• DIRECTIONS:
Report, as a single number, how many lines of the records contain the word "PositionOccupied".
Start of DATA UNDER STUDY
#![deny(
    unsafe_code,
    missing_docs,
    dead_code,
    unused_results,
    non_snake_case,
    unreachable_pub
)]

//! Authoritative spatial state for the Shamble simulation.
//!
//! A [`Roster`] is one immutable snapshot of who stands where: a bijective
//! mapping from grid points to characters, partitioned into one persistent
//! [`SpaceTree`] per life state so "nearest living character" style queries
//! never scan the other partitions. Every mutating operation returns a new
//! roster sharing unmodified subtrees with the old one.

mod barriers;
mod tree;
mod viewpoint;

use std::collections::HashSet;

use shamble_core::{Area, Character, CharacterId, LifeStateKind, Point};
use thiserror::Error;

pub use barriers::Barriers;
pub use tree::{Entries, SpaceTree, TreeError};
pub use viewpoint::RosterViewpoint;

/// Errors raised when a roster operation would break an invariant.
///
/// These are programmer errors, not expected runtime conditions: the
/// simulation has no transient failure modes, so callers propagate them
/// instead of retrying.
#[derive(Clone, Copy, Debug, Error, PartialEq, Eq)]
pub enum RosterError {
    /// A position lay outside the roster's declared area.
    #[error("position {0} lies outside the world area")]
    OutOfArea(Point),
    /// A move targeted an already occupied position.
    #[error("position {0} is already occupied")]
    PositionOccupied(Point),
    /// An operation referenced a position holding no character.
    #[error("position {0} is vacant")]
    PositionVacant(Point),
    /// Two entries claimed the same position.
    #[error("position {0} appears more than once")]
    DuplicatePosition(Point),
    /// Two entries claimed the same character identity.
    #[error("character {} appears in multiple places", .0.get())]
    DuplicateCharacter(CharacterId),
}

impl From<TreeError> for RosterError {
    fn from(error: TreeError) -> Self {
        match error {
            TreeError::NotFound(point) => RosterError::PositionVacant(point),
            TreeError::OutOfArea(point) => RosterError::OutOfArea(point),
        }
    }
}

/// One immutable snapshot of every character's position.
///
/// Invariants, enforced at construction and after every operation: every
/// position lies within the declared area, no two entries share a position,
/// and no two entries share a character identity.
#[derive(Clone, Debug)]
pub struct Roster {
    area: Area,
    partitions: [SpaceTree<Character>; 3],
    ids: HashSet<CharacterId>,
}

const fn partition_index(kind: LifeStateKind) -> usize {
    match kind {
        LifeStateKind::Living => 0,
        LifeStateKind::Dead => 1,
        LifeStateKind::Undead => 2,
    }
}

impl Roster {
    /// Creates an empty roster over the given area.
    #[must_use]
    pub fn empty(area: Area) -> Self {
        Self {
            area,
            partitions: [
                SpaceTree::empty(area),
                SpaceTree::empty(area),
                SpaceTree::empty(area),
            ],
            ids: HashSet::new(),
        }
    }

    /// Builds a roster from position/character pairs.
    ///
    /// Fails when any position is outside `area`, any position repeats, or
    /// any character identity repeats.
    pub fn for_mapping(
        entries: impl IntoIterator<Item = (Point, Character)>,
        area: Area,
    ) -> Result<Self, RosterError> {
        let mut roster = Self::empty(area);
        for (point, character) in entries {
            if !area.contains(point) {
                return Err(RosterError::OutOfArea(point));
            }
            if roster.character_at(point).is_some() {
                return Err(RosterError::DuplicatePosition(point));
            }
            if !roster.ids.insert(character.id()) {
                return Err(RosterError::DuplicateCharacter(character.id()));
            }
            let index = partition_index(character.kind());
            roster.partitions[index] = roster.partitions[index].set(point, character);
        }
        Ok(roster)
    }

    /// Area the roster covers.
    #[must_use]
    pub const fn area(&self) -> Area {
        self.area
    }

    /// Number of characters in the roster.
    #[must_use]
    pub fn len(&self) -> usize {
        self.partitions.iter().map(SpaceTree::len).sum()
    }

    /// Reports whether the roster holds no characters.
    #[must_use]
    pub fn is_empty(&self) -> bool {
        self.partitions.iter().all(SpaceTree::is_empty)
    }

    /// Returns the character at the given position, if any.
    #[must_use]
    pub fn character_at(&self, point: Point) -> Option<&Character> {
        self.partitions
            .iter()
            .find_map(|partition| partition.get(point))
    }

    /// Reports whether a character with the given identity is present.
    #[must_use]
    pub fn contains_character(&self, id: CharacterId) -> bool {
        self.ids.contains(&id)
    }

    /// All characters positioned within the given area.
    #[must_use]
    pub fn characters_in(&self, area: &Area) -> Vec<(Point, &Character)> {
        self.partitions
            .iter()
            .flat_map(|partition| partition.items_in(area))
            .collect()
    }

    /// Nearest character of the given kind to `origin`, excluding any
    /// character standing exactly at `origin`.
    #[must_use]
    pub fn nearest_to(&self, origin: Point, kind: LifeStateKind) -> Option<(Point, &Character)> {
        self.nearest_to_matching(origin, kind, |_| true)
    }

    /// Nearest character of the given kind to `origin` for which the
    /// predicate holds.
    #[must_use]
    pub fn nearest_to_matching<F>(
        &self,
        origin: Point,
        kind: LifeStateKind,
        predicate: F,
    ) -> Option<(Point, &Character)>
    where
        F: Fn(&Character) -> bool,
    {
        self.partitions[partition_index(kind)].nearest_to(origin, predicate)
    }

    /// Iterates over every (position, character) entry, in no particular
    /// order.
    pub fn positions(&self) -> impl Iterator<Item = (Point, &Character)> {
        self.partitions.iter().flat_map(SpaceTree::items)
    }

    /// Returns a viewpoint over this roster anchored at the given origin.
    #[must_use]
    pub const fn viewpoint(&self, origin: Point) -> RosterViewpoint<'_> {
        RosterViewpoint::new(self, origin)
    }

    /// Returns a new roster with the character at `old` relocated to `new`.
    ///
    /// Moving a character onto its own position yields an equal roster.
    /// Fails when `old` is vacant, `new` is outside the area, or `new` is
    /// occupied by another character.
    pub fn move_character(&self, old: Point, new: Point) -> Result<Self, RosterError> {
        let character = *self
            .character_at(old)
            .ok_or(RosterError::PositionVacant(old))?;
        if new == old {
            return Ok(self.clone());
        }
        if !self.area.contains(new) {
            return Err(RosterError::OutOfArea(new));
        }
        if self.character_at(new).is_some() {
            return Err(RosterError::PositionOccupied(new));
        }

        let index = partition_index(character.kind());
        let mut roster = self.clone();
        roster.partitions[index] = roster.partitions[index].unset(old)?.set(new, character);
        Ok(roster)
    }

    /// Returns a new roster with the character at `point` replaced by
    /// `transform` applied to it.
    ///
    /// When the transformed character's life state kind differs, the entry
    /// moves between partitions; when its identity differs, the identity set
    /// is updated, rejecting duplicates. Fails when `point` is vacant.
    pub fn change_character<F>(&self, point: Point, transform: F) -> Result<Self, RosterError>
    where
        F: FnOnce(&Character) -> Character,
    {
        let old = *self
            .character_at(point)
            .ok_or(RosterError::PositionVacant(point))?;
        let new = transform(&old);

        let mut roster = self.clone();
        if new.id() != old.id() {
            let _ = roster.ids.remove(&old.id());
            if !roster.ids.insert(new.id()) {
                return Err(RosterError::DuplicateCharacter(new.id()));
            }
        }

        let old_index = partition_index(old.kind());
        let new_index = partition_index(new.kind());
        if old_index == new_index {
            roster.partitions[new_index] = roster.partitions[new_index].set(point, new);
        } else {
            roster.partitions[old_index] = roster.partitions[old_index].unset(point)?;
            roster.partitions[new_index] = roster.partitions[new_index].set(point, new);
        }
        Ok(roster)
    }
}

impl PartialEq for Roster {
    /// Structural equality over the position to character mapping, not over
    /// partition tree shape.
    fn eq(&self, other: &Self) -> bool {
        if self.area != other.area || self.len() != other.len() {
            return false;
        }
        let mut left: Vec<(Point, &Character)> = self.positions().collect();
        let mut right: Vec<(Point, &Character)> = other.positions().collect();
        left.sort_by_key(|(point, _)| *point);
        right.sort_by_key(|(point, _)| *point);
        left == right
    }
}

/// Builds the starting roster for a world.
///
/// Walks the area in row-major order, skips barrier-occupied cells, and
/// consumes one population sample per remaining cell, placing the characters
/// the stream yields. A population stream shorter than the grid leaves the
/// remaining cells empty.
pub fn build(
    area: Area,
    population: impl IntoIterator<Item = Option<Character>>,
    barriers: &Barriers,
) -> Result<Roster, RosterError> {
    let mut population = population.into_iter();
    let mut entries = Vec::new();
    for point in area.points() {
        if barriers.occupied(point) {
            continue;
        }
        match population.next() {
            Some(Some(character)) => entries.push((point, character)),
            Some(None) => {}
            None => break,
        }
    }
    Roster::for_mapping(entries, area)
}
End of DATA UNDER STUDY
• RESPONSE TO THIS TASK:
2